Justice Department Sues RealPage Over AI-Powered Scheme to Hike Rents

By Emma Rault, Columnist

The Department of Justice or DOJ — along with eight states, including California — is suing software company RealPage, alleging that their AI rent-setting software has inflated rents across the country. Earlier this year, Random Lengths was the first to report on the use of RealPage’s algorithm by corporate landlords in Los Angeles.

RealPage collects private information that landlords don’t usually share with their competitors, such as lease expiry dates, vacancy rates, and rents being paid by current tenants. Its algorithm then uses this pooled information to tell landlords how much to charge.

In March, President Biden said in his State of the Union Address, “For millions of renters, we’re cracking down on big landlords who break antitrust laws by price-fixing and driving up rents.” That same month, the Department of Justice launched a criminal investigation into RealPage and some of its corporate customers.

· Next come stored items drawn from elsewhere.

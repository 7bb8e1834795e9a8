//! Deploy orchestration
//!
//! A deploy runs classify, configure, generate, then either stops (dry run)
//! or installs with helm. Any failing step aborts the rest.

use kapok_core::{DeployOptions, DeploymentConfig, Provider, classify};
use kapok_engine::ChartWriter;
use std::path::PathBuf;

use crate::error::{DeployError, Result};
use crate::install::InstallCommand;
use crate::kubeconfig::ContextSource;
use crate::runner::{CommandRunner, display_command};
use crate::scratch::ScratchDir;

/// Result of a successful deploy
#[derive(Debug, Clone)]
pub enum DeployOutcome {
    /// Chart generated, installer not invoked
    DryRun {
        config: DeploymentConfig,
        /// Umbrella chart root, kept on disk
        chart_dir: PathBuf,
    },

    /// Installer ran successfully
    Installed {
        config: DeploymentConfig,
        /// Umbrella chart root
        chart_dir: PathBuf,
        /// Whether a scratch chart directory was removed after the install
        cleaned_up: bool,
        /// Captured installer output
        output: String,
    },
}

impl DeployOutcome {
    pub fn config(&self) -> &DeploymentConfig {
        match self {
            Self::DryRun { config, .. } | Self::Installed { config, .. } => config,
        }
    }

    pub fn chart_dir(&self) -> &std::path::Path {
        match self {
            Self::DryRun { chart_dir, .. } | Self::Installed { chart_dir, .. } => chart_dir,
        }
    }
}

/// Runs the deploy pipeline against a command runner and a context source
pub struct Deployer<'a> {
    runner: &'a dyn CommandRunner,
    context: &'a dyn ContextSource,
}

impl<'a> Deployer<'a> {
    pub fn new(runner: &'a dyn CommandRunner, context: &'a dyn ContextSource) -> Self {
        Self { runner, context }
    }

    /// Resolve the provider: explicit option first, then the ambient context
    pub fn resolve_provider(&self, options: &DeployOptions) -> Provider {
        if let Some(provider) = options.provider {
            tracing::info!(%provider, "using explicit provider");
            return provider;
        }

        let context = self.context.current_context().unwrap_or_default();
        let provider = classify(&context);
        tracing::info!(%context, %provider, "detected provider from kube context");
        provider
    }

    /// Run the whole pipeline
    pub fn deploy(&self, options: &DeployOptions) -> Result<DeployOutcome> {
        let detected = self.resolve_provider(options);
        let config = DeploymentConfig::build(options, detected);
        tracing::info!(
            release = %config.release_name,
            namespace = %config.namespace,
            provider = %config.provider,
            storage_class = %config.storage_class,
            ingress_class = %config.ingress_class,
            "deployment configured"
        );

        let scratch = match &options.output_dir {
            Some(dir) => ScratchDir::borrowed(dir),
            None => ScratchDir::create().map_err(DeployError::Scratch)?,
        };

        self.deploy_into(options, config, scratch)
    }

    /// Generate into `scratch`, then install unless this is a dry run
    pub(crate) fn deploy_into(
        &self,
        options: &DeployOptions,
        config: DeploymentConfig,
        mut scratch: ScratchDir,
    ) -> Result<DeployOutcome> {
        let summary = ChartWriter::new()?.write(scratch.path(), &config)?;

        if options.dry_run {
            tracing::info!(chart = %summary.root.display(), "dry run, skipping install");
            return Ok(DeployOutcome::DryRun {
                config,
                chart_dir: summary.root,
            });
        }

        // From here on an owned scratch directory goes away, whatever helm says
        scratch.arm();

        let install = InstallCommand::new(&config, &summary.root, options.effective_timeout());
        let args = install.args();
        tracing::info!(
            command = %display_command(&options.helm_binary, &args),
            "installing release"
        );

        let result = self.runner.run(&options.helm_binary, &args);
        let cleaned_up = scratch.cleanup();

        let output = result.map_err(|source| DeployError::Install {
            release: install.release.clone(),
            namespace: install.namespace.clone(),
            chart: summary.root.clone(),
            source,
        })?;

        tracing::info!(release = %config.release_name, "release installed");

        Ok(DeployOutcome::Installed {
            cleaned_up,
            config,
            chart_dir: summary.root,
            output,
        })
    }
}
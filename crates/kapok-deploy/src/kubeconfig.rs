//! Ambient kube context lookup
//!
//! Only `current-context` is read; cluster credentials are left to the installer.

use serde::Deserialize;
use std::path::{Path, PathBuf};

/// Source of the kube context name used for provider detection
pub trait ContextSource {
    /// The active context, if one can be determined
    fn current_context(&self) -> Option<String>;
}

/// A fixed context name, e.g. from `--kube-context`
#[derive(Debug, Clone)]
pub struct StaticContext(pub String);

impl ContextSource for StaticContext {
    fn current_context(&self) -> Option<String> {
        Some(self.0.clone())
    }
}

#[derive(Debug, Deserialize)]
struct KubeconfigFile {
    #[serde(rename = "current-context", default)]
    current_context: Option<String>,
}

/// Reads `current-context` from kubeconfig files
#[derive(Debug, Clone)]
pub struct Kubeconfig {
    paths: Vec<PathBuf>,
}

impl Kubeconfig {
    /// Use `$KUBECONFIG`, falling back to `~/.kube/config`
    pub fn from_env() -> Self {
        let paths = match std::env::var_os("KUBECONFIG") {
            Some(value) if !value.is_empty() => std::env::split_paths(&value).collect(),
            _ => dirs::home_dir()
                .map(|home| vec![home.join(".kube").join("config")])
                .unwrap_or_default(),
        };
        Self { paths }
    }

    /// Use a single explicit kubeconfig file
    pub fn at(path: impl Into<PathBuf>) -> Self {
        Self {
            paths: vec![path.into()],
        }
    }

    fn read_context(path: &Path) -> Option<String> {
        let content = match std::fs::read_to_string(path) {
            Ok(content) => content,
            Err(e) => {
                tracing::debug!(path = %path.display(), error = %e, "kubeconfig not readable");
                return None;
            }
        };

        match serde_yaml::from_str::<KubeconfigFile>(&content) {
            Ok(file) => file.current_context.filter(|c| !c.is_empty()),
            Err(e) => {
                tracing::debug!(path = %path.display(), error = %e, "kubeconfig not parseable");
                None
            }
        }
    }
}

impl ContextSource for Kubeconfig {
    fn current_context(&self) -> Option<String> {
        // First file that sets current-context wins, as with kubectl
        self.paths.iter().find_map(|p| Self::read_context(p))
    }
}

#[cfg(test)]
mod tests {
    use super::*;
    use tempfile::TempDir;

    #[test]
    fn test_reads_current_context() {
        let dir = TempDir::new().unwrap();
        let path = dir.path().join("config");
        std::fs::write(
            &path,
            r#"apiVersion: v1
kind: Config
clusters: []
contexts:
  - name: gke_proj_us-central1_prod
    context:
      cluster: prod
      user: admin
current-context: gke_proj_us-central1_prod
"#,
        )
        .unwrap();

        assert_eq!(
            Kubeconfig::at(&path).current_context().as_deref(),
            Some("gke_proj_us-central1_prod")
        );
    }

    #[test]
    fn test_missing_file_has_no_context() {
        assert!(Kubeconfig::at("/nonexistent/kubeconfig").current_context().is_none());
    }

    #[test]
    fn test_first_file_with_context_wins() {
        let dir = TempDir::new().unwrap();
        let empty = dir.path().join("empty");
        let second = dir.path().join("second");
        std::fs::write(&empty, "apiVersion: v1\nkind: Config\n").unwrap();
        std::fs::write(&second, "current-context: aks-prod\n").unwrap();

        let kubeconfig = Kubeconfig {
            paths: vec![dir.path().join("missing"), empty, second],
        };
        assert_eq!(kubeconfig.current_context().as_deref(), Some("aks-prod"));
    }

    #[test]
    fn test_static_context() {
        let source = StaticContext("kind-kind".to_string());
        assert_eq!(source.current_context().as_deref(), Some("kind-kind"));
    }
}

Price fixing is when a number of players from the same industry get together and figure out what to charge. Technology is changing what this looks like: it’s not a group of landlords getting together “in a smoke-filled room” anymore, as Washington, D.C. Attorney General Brian Schwalb told NPR.

But regulators are coming to the conclusion that price fixing by algorithm is still price fixing. 

Critics say the algorithm artificially pushes rents up beyond market rate — and because it is used by major players with real-estate portfolios worth billions of dollars, it has had a major impact on the rental market, hurting millions of Americans who are struggling to keep their heads above water. The New York Times reports that annual rent growth nationwide peaked in 2022 at nearly 16 percent. A recent UCLA survey found that 4 in 10 renters in LA County worry about becoming homeless. 

Several of the corporations named in class-action lawsuits previously filed against RealPage also manage apartment buildings all over Los Angeles. 

Corporate giant Greystar, for example, manages more than 500 units in San Pedro alone. Leasing managers for three of Greystar’s four San Pedro buildings confirmed to Random Lengths that RealPage’s AI software was being used to set rents. 

At a campaign event in North Carolina earlier this month, Vice President Kamala Harris, the Democratic presidential nominee, mentioned algorithmic price-fixing in her remarks on the affordability crisis. “It’s anticompetitive, and it drives up costs. I will fight for a law that cracks down on these practices,” she said.